[Start of section]

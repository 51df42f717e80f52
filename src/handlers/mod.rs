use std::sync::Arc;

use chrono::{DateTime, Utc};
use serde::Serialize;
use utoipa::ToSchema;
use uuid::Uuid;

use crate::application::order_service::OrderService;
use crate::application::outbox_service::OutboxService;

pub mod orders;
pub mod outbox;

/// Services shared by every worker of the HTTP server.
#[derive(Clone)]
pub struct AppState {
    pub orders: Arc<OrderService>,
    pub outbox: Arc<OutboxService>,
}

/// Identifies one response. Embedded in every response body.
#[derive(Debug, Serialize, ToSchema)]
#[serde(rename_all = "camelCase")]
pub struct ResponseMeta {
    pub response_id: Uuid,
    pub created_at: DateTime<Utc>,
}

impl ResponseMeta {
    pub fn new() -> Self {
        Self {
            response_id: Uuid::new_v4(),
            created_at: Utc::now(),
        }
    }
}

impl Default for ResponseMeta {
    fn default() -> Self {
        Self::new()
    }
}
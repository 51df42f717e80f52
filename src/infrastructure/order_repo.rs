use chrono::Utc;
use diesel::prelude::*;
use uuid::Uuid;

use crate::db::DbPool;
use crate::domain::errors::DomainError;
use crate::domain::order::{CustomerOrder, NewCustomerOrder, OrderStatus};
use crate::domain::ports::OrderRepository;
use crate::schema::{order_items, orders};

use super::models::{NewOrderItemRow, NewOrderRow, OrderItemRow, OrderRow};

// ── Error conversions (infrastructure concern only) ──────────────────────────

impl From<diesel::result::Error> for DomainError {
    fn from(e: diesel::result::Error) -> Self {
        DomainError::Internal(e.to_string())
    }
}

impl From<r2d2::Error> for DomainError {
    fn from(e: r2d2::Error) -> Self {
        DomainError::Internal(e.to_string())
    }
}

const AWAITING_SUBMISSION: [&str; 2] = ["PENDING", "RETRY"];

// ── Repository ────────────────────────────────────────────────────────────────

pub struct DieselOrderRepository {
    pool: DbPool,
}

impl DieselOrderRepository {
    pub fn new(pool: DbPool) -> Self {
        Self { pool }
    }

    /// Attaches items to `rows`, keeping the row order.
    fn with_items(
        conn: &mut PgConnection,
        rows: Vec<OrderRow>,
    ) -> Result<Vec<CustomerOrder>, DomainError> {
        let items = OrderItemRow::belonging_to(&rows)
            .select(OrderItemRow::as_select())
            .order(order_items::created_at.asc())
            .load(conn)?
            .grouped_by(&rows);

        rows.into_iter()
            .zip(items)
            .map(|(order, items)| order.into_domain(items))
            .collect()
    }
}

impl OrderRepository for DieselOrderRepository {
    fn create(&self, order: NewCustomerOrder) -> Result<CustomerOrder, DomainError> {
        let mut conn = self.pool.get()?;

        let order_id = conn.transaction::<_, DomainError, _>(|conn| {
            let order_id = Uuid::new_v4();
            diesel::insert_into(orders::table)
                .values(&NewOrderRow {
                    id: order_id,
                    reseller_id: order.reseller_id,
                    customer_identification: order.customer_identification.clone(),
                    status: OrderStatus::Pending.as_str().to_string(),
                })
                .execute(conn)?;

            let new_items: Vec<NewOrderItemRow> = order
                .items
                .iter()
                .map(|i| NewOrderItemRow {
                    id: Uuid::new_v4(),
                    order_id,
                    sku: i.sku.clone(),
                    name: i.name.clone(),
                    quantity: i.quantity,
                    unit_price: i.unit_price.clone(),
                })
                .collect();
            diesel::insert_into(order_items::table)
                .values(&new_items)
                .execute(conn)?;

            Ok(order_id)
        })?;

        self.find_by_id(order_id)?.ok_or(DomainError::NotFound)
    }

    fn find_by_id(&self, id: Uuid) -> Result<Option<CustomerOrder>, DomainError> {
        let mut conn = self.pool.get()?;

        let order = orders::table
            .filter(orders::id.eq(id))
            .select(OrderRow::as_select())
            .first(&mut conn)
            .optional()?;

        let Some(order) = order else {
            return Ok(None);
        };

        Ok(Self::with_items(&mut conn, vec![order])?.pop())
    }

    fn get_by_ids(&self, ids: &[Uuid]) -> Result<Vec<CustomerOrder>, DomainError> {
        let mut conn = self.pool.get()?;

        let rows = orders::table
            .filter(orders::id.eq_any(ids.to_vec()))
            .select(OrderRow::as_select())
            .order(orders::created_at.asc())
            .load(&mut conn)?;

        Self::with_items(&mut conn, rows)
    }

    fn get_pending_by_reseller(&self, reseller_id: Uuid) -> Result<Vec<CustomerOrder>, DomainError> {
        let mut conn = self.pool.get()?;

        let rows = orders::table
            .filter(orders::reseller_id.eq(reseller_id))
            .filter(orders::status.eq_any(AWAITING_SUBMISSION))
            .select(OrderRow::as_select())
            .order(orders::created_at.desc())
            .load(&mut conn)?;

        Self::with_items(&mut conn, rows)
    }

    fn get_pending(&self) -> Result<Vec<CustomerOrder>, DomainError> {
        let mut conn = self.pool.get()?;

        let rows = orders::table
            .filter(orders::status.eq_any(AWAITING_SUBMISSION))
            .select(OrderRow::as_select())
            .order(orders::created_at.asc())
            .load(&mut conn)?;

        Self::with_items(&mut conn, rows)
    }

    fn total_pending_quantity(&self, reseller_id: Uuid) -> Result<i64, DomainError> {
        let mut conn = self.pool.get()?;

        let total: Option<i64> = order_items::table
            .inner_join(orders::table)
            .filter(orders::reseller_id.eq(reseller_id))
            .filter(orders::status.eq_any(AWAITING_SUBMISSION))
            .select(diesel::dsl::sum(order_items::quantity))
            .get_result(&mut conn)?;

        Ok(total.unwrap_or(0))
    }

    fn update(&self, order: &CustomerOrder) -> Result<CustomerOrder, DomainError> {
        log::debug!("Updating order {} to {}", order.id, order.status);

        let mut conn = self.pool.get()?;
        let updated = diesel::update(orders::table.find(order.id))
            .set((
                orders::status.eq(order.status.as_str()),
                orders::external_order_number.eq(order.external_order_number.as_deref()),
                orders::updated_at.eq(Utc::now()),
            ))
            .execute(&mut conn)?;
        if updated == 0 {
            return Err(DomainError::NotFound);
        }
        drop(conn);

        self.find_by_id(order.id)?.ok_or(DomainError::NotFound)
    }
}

[End of section]

* **WHAT YOU HAVE TO DO**:
Say the number of lines in the entries that have the string "Serialize", and only that.

* **TASK RESULT**:
2